Stored data:
- - - - - - -

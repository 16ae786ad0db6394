//! HTTP client for the DocPress backend.

use async_trait::async_trait;
use reqwest::{Client, RequestBuilder, Response, StatusCode, multipart};
use serde::{Serialize, de::DeserializeOwned};
use serde_json::Value;
use shared::config::ClientConfig;
use shared::models::{
    ApiResponse, ErrorBody, ExportJob, FileListResponse, FileOrder, FilePreview, HighlightCss,
    LoginRequest, LoginResponse, ManualSection, Project, ProjectCreateRequest, ProjectCreated,
    ProjectFileListResponse, ProjectFileUpdate, ProjectListQuery, ProjectListResponse,
    ProjectUpdateRequest, RegisterRequest, SectionCreateRequest, SectionList,
    SectionReorderRequest, SectionUpdateRequest, UploadReceipt, User,
};
use std::{path::Path, sync::Arc, time::Duration};
use thiserror::Error;
use tokio::sync::broadcast;
use tracing::{debug, warn};
use url::Url;

use crate::storage::{TOKEN_KEY, TokenStorage};

const USER_AGENT: &str = concat!("docpress-client/", env!("CARGO_PKG_VERSION"));
const EVENT_CAPACITY: usize = 16;

/// Failures surfaced by [`ApiClient`] calls.
#[derive(Debug, Error)]
pub enum ApiError {
    /// Connection, timeout, or body transfer failure.
    #[error("request failed: {0}")]
    Transport(#[from] reqwest::Error),

    /// An endpoint path did not form a valid URL.
    #[error("invalid endpoint URL: {0}")]
    InvalidUrl(#[from] url::ParseError),

    /// HTTP 401; the persisted token has already been purged.
    #[error("session expired or invalid")]
    Unauthorized,

    /// Any other non-success HTTP status.
    #[error("server responded with {status}: {message}")]
    Status {
        /// Response status.
        status: StatusCode,
        /// Message or detail from the body, else the raw body.
        message: String,
    },

    /// The call reached the backend but it reported a non-zero code.
    #[error("{message}")]
    Rejected {
        /// Application code from the envelope.
        code: i64,
        /// Envelope message.
        message: String,
    },

    /// Code 0 but the envelope had no `data`.
    #[error("response carried no data")]
    MissingData,

    /// The body was not the expected JSON.
    #[error("failed to decode response: {0}")]
    Decode(#[from] serde_json::Error),

    /// A file to upload could not be read.
    #[error("failed to read upload {path}: {source}")]
    Upload {
        /// Local path.
        path: String,
        /// Underlying error.
        #[source]
        source: std::io::Error,
    },
}

impl ApiError {
    /// Returns `true` when the failure means the credential is no longer valid.
    #[must_use]
    pub const fn is_unauthorized(&self) -> bool {
        matches!(self, Self::Unauthorized)
    }
}

/// Notifications raised by the client outside any single call.
#[derive(Debug, Clone, Copy, PartialEq, Eq)]
pub enum ApiEvent {
    /// Some response came back with HTTP 401; the persisted token was purged.
    Unauthorized,
}

/// Authentication calls the session store depends on.
#[async_trait]
pub trait AuthApi: Send + Sync {
    /// Exchanges credentials for a bearer token.
    ///
    /// # Errors
    /// Returns an error if the request fails or the backend rejects it.
    async fn login(&self, credentials: &LoginRequest) -> Result<LoginResponse, ApiError>;

    /// Creates an account; does not sign in.
    ///
    /// # Errors
    /// See [`AuthApi::login`].
    async fn register(&self, details: &RegisterRequest) -> Result<(), ApiError>;

    /// Fetches the profile belonging to the persisted token.
    ///
    /// # Errors
    /// See [`AuthApi::login`].
    async fn current_user(&self) -> Result<User, ApiError>;
}

/// HTTP client for the DocPress `/api/v1` surface.
#[derive(Clone, Debug)]
pub struct ApiClient {
    base_url: Url,
    client: Client,
    storage: Arc<dyn TokenStorage>,
    events: broadcast::Sender<ApiEvent>,
}
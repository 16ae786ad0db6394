#![cfg_attr(not(test), forbid(unsafe_code))]

//! Wire models and configuration shared by the DocPress client crates.

pub mod config;
pub mod models;
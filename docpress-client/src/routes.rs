//! Static route table for the DocPress application.
//!
//! Routes are plain data: a path pattern, a name, and the access flags the
//! guard checks. Matching is first-hit in table order, so more specific
//! patterns must precede parameterised ones.

use std::collections::BTreeMap;
use strum::{Display, EnumIter, EnumString, IntoStaticStr};
use url::form_urlencoded;

/// Names of the application's routes.
#[derive(
    Debug, Clone, Copy, PartialEq, Eq, Hash, Display, EnumString, EnumIter, IntoStaticStr,
)]
#[strum(serialize_all = "kebab-case")]
pub enum RouteName {
    /// `/`
    Home,
    /// `/login`
    Login,
    /// `/register`
    Register,
    /// `/dashboard`
    Dashboard,
    /// `/projects`
    Projects,
    /// `/projects/create`
    ProjectCreate,
    /// `/projects/:id`
    ProjectDetail,
    /// `/admin`
    Admin,
    /// Anything else.
    NotFound,
}

/// One row of the route table.
#[derive(Debug, Clone, PartialEq, Eq)]
pub struct RouteEntry {
    /// Path with optional `:param` segments, or `/*` for the catch-all.
    pub pattern: &'static str,
    /// Route identity.
    pub name: RouteName,
    /// Only signed-in users may enter.
    pub requires_auth: bool,
    /// Only admins may enter.
    pub requires_admin: bool,
}

impl RouteEntry {
    /// Builds a table row.
    #[must_use]
    pub const fn new(
        pattern: &'static str,
        name: RouteName,
        requires_auth: bool,
        requires_admin: bool,
    ) -> Self {
        Self {
            pattern,
            name,
            requires_auth,
            requires_admin,
        }
    }

    const fn is_catch_all(&self) -> bool {
        matches!(self.pattern.as_bytes(), [b'/', b'*'])
    }

    /// Static routes have neither `:param` segments nor a wildcard.
    fn is_static(&self) -> bool {
        !self.pattern.contains([':', '*'])
    }

    /// Matches `segments` and captures any `:param` values.
    fn capture(&self, segments: &[&str]) -> Option<BTreeMap<String, String>> {
        if self.is_catch_all() {
            return Some(BTreeMap::new());
        }
        let pattern: Vec<&str> = split_segments(self.pattern).collect();
        if pattern.len() != segments.len() {
            return None;
        }
        let mut params = BTreeMap::new();
        for (expected, actual) in pattern.iter().zip(segments) {
            match expected.strip_prefix(':') {
                Some(param) => {
                    params.insert(param.to_string(), (*actual).to_string());
                }
                None if expected == actual => {}
                None => return None,
            }
        }
        Some(params)
    }
}

/// A resolved navigation target.
#[derive(Debug, Clone, PartialEq, Eq)]
pub struct Destination {
    /// Matched route.
    pub name: RouteName,
    /// Normalised path plus the original query string, if any.
    pub full_path: String,
    /// Captured `:param` values.
    pub params: BTreeMap<String, String>,
    /// Copied from the matched entry.
    pub requires_auth: bool,
    /// Copied from the matched entry.
    pub requires_admin: bool,
}

impl Destination {
    /// The path component of [`Destination::full_path`].
    #[must_use]
    pub fn path(&self) -> &str {
        self.full_path
            .split_once('?')
            .map_or(self.full_path.as_str(), |(path, _)| path)
    }

    /// Raw query string, without the `?`.
    #[must_use]
    pub fn query(&self) -> Option<&str> {
        self.full_path.split_once('?').map(|(_, query)| query)
    }

    /// Value captured for a `:param` segment.
    #[must_use]
    pub fn param(&self, name: &str) -> Option<&str> {
        self.params.get(name).map(String::as_str)
    }

    /// First decoded value of a query parameter.
    #[must_use]
    pub fn query_param(&self, name: &str) -> Option<String> {
        form_urlencoded::parse(self.query()?.as_bytes())
            .find(|(key, _)| key == name)
            .map(|(_, value)| value.into_owned())
    }
}

/// Ordered route list.
#[derive(Debug, Clone, PartialEq, Eq)]
pub struct RouteTable {
    entries: Vec<RouteEntry>,
}

impl Default for RouteTable {
    fn default() -> Self {
        use RouteName::{
            Admin, Dashboard, Home, Login, NotFound, ProjectCreate, ProjectDetail, Projects,
            Register,
        };
        Self::new(vec![
            RouteEntry::new("/", Home, false, false),
            RouteEntry::new("/login", Login, false, false),
            RouteEntry::new("/register", Register, false, false),
            RouteEntry::new("/dashboard", Dashboard, true, false),
            RouteEntry::new("/projects", Projects, true, false),
            RouteEntry::new("/projects/create", ProjectCreate, true, false),
            RouteEntry::new("/projects/:id", ProjectDetail, true, false),
            RouteEntry::new("/admin", Admin, true, true),
            RouteEntry::new("/*", NotFound, false, false),
        ])
    }
}

impl RouteTable {
    /// Table matching `entries` in the given order.
    #[must_use]
    pub const fn new(entries: Vec<RouteEntry>) -> Self {
        Self { entries }
    }

    /// Rows in match order.
    #[must_use]
    pub fn entries(&self) -> &[RouteEntry] {
        &self.entries
    }

    /// Resolves a location to its destination.
    ///
    /// The query string is ignored for matching but kept in `full_path`;
    /// trailing slashes are ignored. A table without a catch-all yields a
    /// `not-found` destination for unmatched paths.
    #[must_use]
    pub fn resolve(&self, location: &str) -> Destination {
        let location = location.split_once('#').map_or(location, |(rest, _)| rest);
        let (raw_path, query) = match location.split_once('?') {
            Some((path, query)) => (path, Some(query)),
            None => (location, None),
        };
        let segments: Vec<&str> = split_segments(raw_path).collect();
        let path = format!("/{}", segments.join("/"));
        let full_path = match query {
            Some(query) if !query.is_empty() => format!("{path}?{query}"),
            _ => path,
        };

        self.entries
            .iter()
            .find_map(|entry| {
                entry.capture(&segments).map(|params| Destination {
                    name: entry.name,
                    full_path: full_path.clone(),
                    params,
                    requires_auth: entry.requires_auth,
                    requires_admin: entry.requires_admin,
                })
            })
            .unwrap_or_else(|| Destination {
                name: RouteName::NotFound,
                full_path,
                params: BTreeMap::new(),
                requires_auth: false,
                requires_admin: false,
            })
    }

    /// Canonical path of a static route.
    #[must_use]
    pub fn path_for(&self, name: RouteName) -> Option<&'static str> {
        self.entries
            .iter()
            .find(|entry| entry.name == name && entry.is_static())
            .map(|entry| entry.pattern)
    }
}

fn split_segments(path: &str) -> impl Iterator<Item = &str> {
    path.split('/').filter(|segment| !segment.is_empty())
}
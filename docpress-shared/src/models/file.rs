//! Uploaded files and their per-project settings.

use chrono::{DateTime, Utc};
use serde::{Deserialize, Serialize};

/// A file uploaded by the current user.
#[derive(Debug, Clone, Serialize, Deserialize, PartialEq, Eq)]
pub struct UploadedFile {
    /// File id.
    pub id: i64,
    /// Name the file had on the uploader's machine.
    pub original_filename: String,
    /// Location in the backend's storage.
    #[serde(default)]
    pub storage_path: String,
    /// Size in bytes.
    pub file_size: u64,
    /// MIME type detected at upload.
    pub file_type: String,
    /// Owner of the upload.
    #[serde(default)]
    pub uploader_id: i64,
    /// Upload time.
    pub created_at: DateTime<Utc>,
}

/// Acknowledgement returned by `POST files/upload`.
#[derive(Debug, Clone, Serialize, Deserialize, PartialEq, Eq)]
pub struct UploadReceipt {
    /// Id assigned to the new file.
    pub file_id: i64,
    /// Stored file name.
    pub filename: String,
    /// Size in bytes.
    pub file_size: u64,
}

/// A file attached to a project, with per-project presentation settings.
#[derive(Debug, Clone, Serialize, Deserialize, PartialEq, Eq)]
pub struct ProjectFile {
    /// Attachment id.
    pub id: i64,
    /// The uploaded file.
    pub file_id: i64,
    /// Heading used in the exported document.
    pub display_name: String,
    /// Name the file was uploaded with.
    pub original_filename: String,
    /// Size in bytes.
    pub file_size: u64,
    /// MIME type.
    pub file_type: String,
    /// Highlight language; detected from the name when absent.
    #[serde(default)]
    pub language_override: Option<String>,
    /// Whether the file appears in exports.
    pub include_in_export: bool,
    /// Position in the exported document.
    pub order_index: i32,
    /// When the file was attached.
    pub created_at: DateTime<Utc>,
}

/// Payload of `GET files`.
#[derive(Debug, Clone, Serialize, Deserialize, PartialEq, Eq)]
pub struct FileListResponse {
    /// Files owned by the current user.
    pub files: Vec<UploadedFile>,
}

/// Payload of `GET projects/{p}/files`.
#[derive(Debug, Clone, Serialize, Deserialize, PartialEq, Eq)]
pub struct ProjectFileListResponse {
    /// Attached files in export order.
    pub files: Vec<ProjectFile>,
}

/// Body of `PUT projects/{p}/files/{f}`.
#[derive(Debug, Clone, Default, Serialize, Deserialize, PartialEq, Eq)]
pub struct ProjectFileUpdate {
    /// New heading.
    #[serde(skip_serializing_if = "Option::is_none")]
    pub display_name: Option<String>,
    /// New highlight language.
    #[serde(skip_serializing_if = "Option::is_none")]
    pub language_override: Option<String>,
    /// Include or exclude the file from exports.
    #[serde(skip_serializing_if = "Option::is_none")]
    pub include_in_export: Option<bool>,
}

/// New position of one project file.
#[derive(Debug, Clone, Copy, Serialize, Deserialize, PartialEq, Eq)]
pub struct FileOrder {
    /// The uploaded file.
    pub file_id: i64,
    /// Its new position.
    pub order_index: i32,
}

/// Highlighted rendering of a source file.
#[derive(Debug, Clone, Serialize, Deserialize, PartialEq, Eq)]
pub struct FilePreview {
    /// The previewed file.
    pub file_id: i64,
    /// Its name.
    pub filename: String,
    /// Language used for highlighting.
    pub language: String,
    /// Raw text.
    pub content: String,
    /// Markup styled by [`HighlightCss`].
    pub highlighted_html: String,
    /// Number of lines in `content`.
    pub line_count: u64,
}

/// Stylesheet matching the preview markup.
#[derive(Debug, Clone, Serialize, Deserialize, PartialEq, Eq)]
pub struct HighlightCss {
    /// CSS source.
    pub css: String,
}
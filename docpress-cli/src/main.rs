//! Main entry point for the DocPress CLI.

use anyhow::{Context, Result};
use clap::{Parser, Subcommand};
use clap_complete::Shell;
use client::{ApiError, App};
use dotenv::dotenv;
use shared::config::ClientConfig;
use std::path::PathBuf;

mod commands;
mod logging;

use commands::{
    export::ExportCommand,
    files::FilesCommand,
    manual::ManualCommand,
    navigate::NavigateArgs,
    projects::ProjectsCommand,
    session::{LoginArgs, RegisterArgs},
};

/// DocPress CLI
#[derive(Parser)]
#[command(name = "docpress")]
#[command(about = "Command-line client for the DocPress export service", long_about = None)]
struct Cli {
    /// Path to the configuration file (optional)
    #[arg(
        long,
        short,
        global = true,
        help = "Path to the configuration file (e.g., config.yaml or config.json). If not provided, defaults and DOCPRESS_* variables are used."
    )]
    config: Option<PathBuf>,

    #[command(subcommand)]
    command: Commands,
}

/// Subcommands for the DocPress CLI
#[derive(Subcommand)]
enum Commands {
    /// Sign in and persist the session token
    Login(LoginArgs),

    /// Create a new account
    Register(RegisterArgs),

    /// Forget the persisted session token
    Logout,

    /// Verify the persisted session and show the signed-in user
    Whoami,

    /// Manage projects
    #[command(subcommand)]
    Projects(ProjectsCommand),

    /// Upload and attach source files
    #[command(subcommand)]
    Files(FilesCommand),

    /// Edit operation manual sections
    #[command(subcommand)]
    Manual(ManualCommand),

    /// Queue and track PDF exports
    #[command(subcommand)]
    Export(ExportCommand),

    /// Show where the application would take you for a path
    Navigate(NavigateArgs),

    /// Generate a configuration file
    Config {
        /// Format of the configuration file to generate (yaml or json). Defaults to yaml.
        #[arg(
            long,
            short,
            help = "Format of the configuration file to generate (yaml or json). Defaults to yaml."
        )]
        format: Option<String>,
    },

    /// Generate shell completion scripts for the CLI
    Completion {
        /// The shell type for which to generate the completion script
        #[arg(long, short, value_enum)]
        shell: Shell,
    },
}

#[tokio::main]
async fn main() -> Result<()> {
    dotenv().ok();
    let cli = Cli::parse();

    let result = run(cli).await;
    if let Err(err) = &result {
        let expired = err.chain().any(|cause| {
            matches!(
                cause.downcast_ref::<ApiError>(),
                Some(ApiError::Unauthorized)
            )
        });
        if expired {
            eprintln!("hint: run `docpress login` to sign in again");
        }
    }
    result
}

async fn run(cli: Cli) -> Result<()> {
    match &cli.command {
        Commands::Completion { shell } => {
            commands::completion::generate_completion(*shell);
            return Ok(());
        }
        Commands::Config { format } => {
            return commands::config::generate_config(format.as_deref().unwrap_or("yaml"));
        }
        _ => {}
    }

    let config = ClientConfig::load_config(cli.config).context("failed to load configuration")?;
    let level = logging::initialize_tracing(&config);
    tracing::debug!(%level, api = %config.api_base_url, "configuration loaded");
    let app = App::new(&config).context("failed to initialise the API client")?;

    match cli.command {
        Commands::Login(args) => commands::session::login(&app, args).await,
        Commands::Register(args) => commands::session::register(&app, args).await,
        Commands::Logout => {
            commands::session::logout(&app);
            Ok(())
        }
        Commands::Whoami => commands::session::whoami(&app).await,
        Commands::Projects(command) => commands::projects::run(&app, command).await,
        Commands::Files(command) => commands::files::run(&app, command).await,
        Commands::Manual(command) => commands::manual::run(&app, command).await,
        Commands::Export(command) => commands::export::run(&app, command).await,
        Commands::Navigate(args) => commands::navigate::navigate(&app, &args).await,
        Commands::Config { .. } | Commands::Completion { .. } => Ok(()),
    }
}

- - - - - - -

**Assignment:** A count is needed of the lines in the entries that contain "strum". Supply only that number.

**Written response:** 2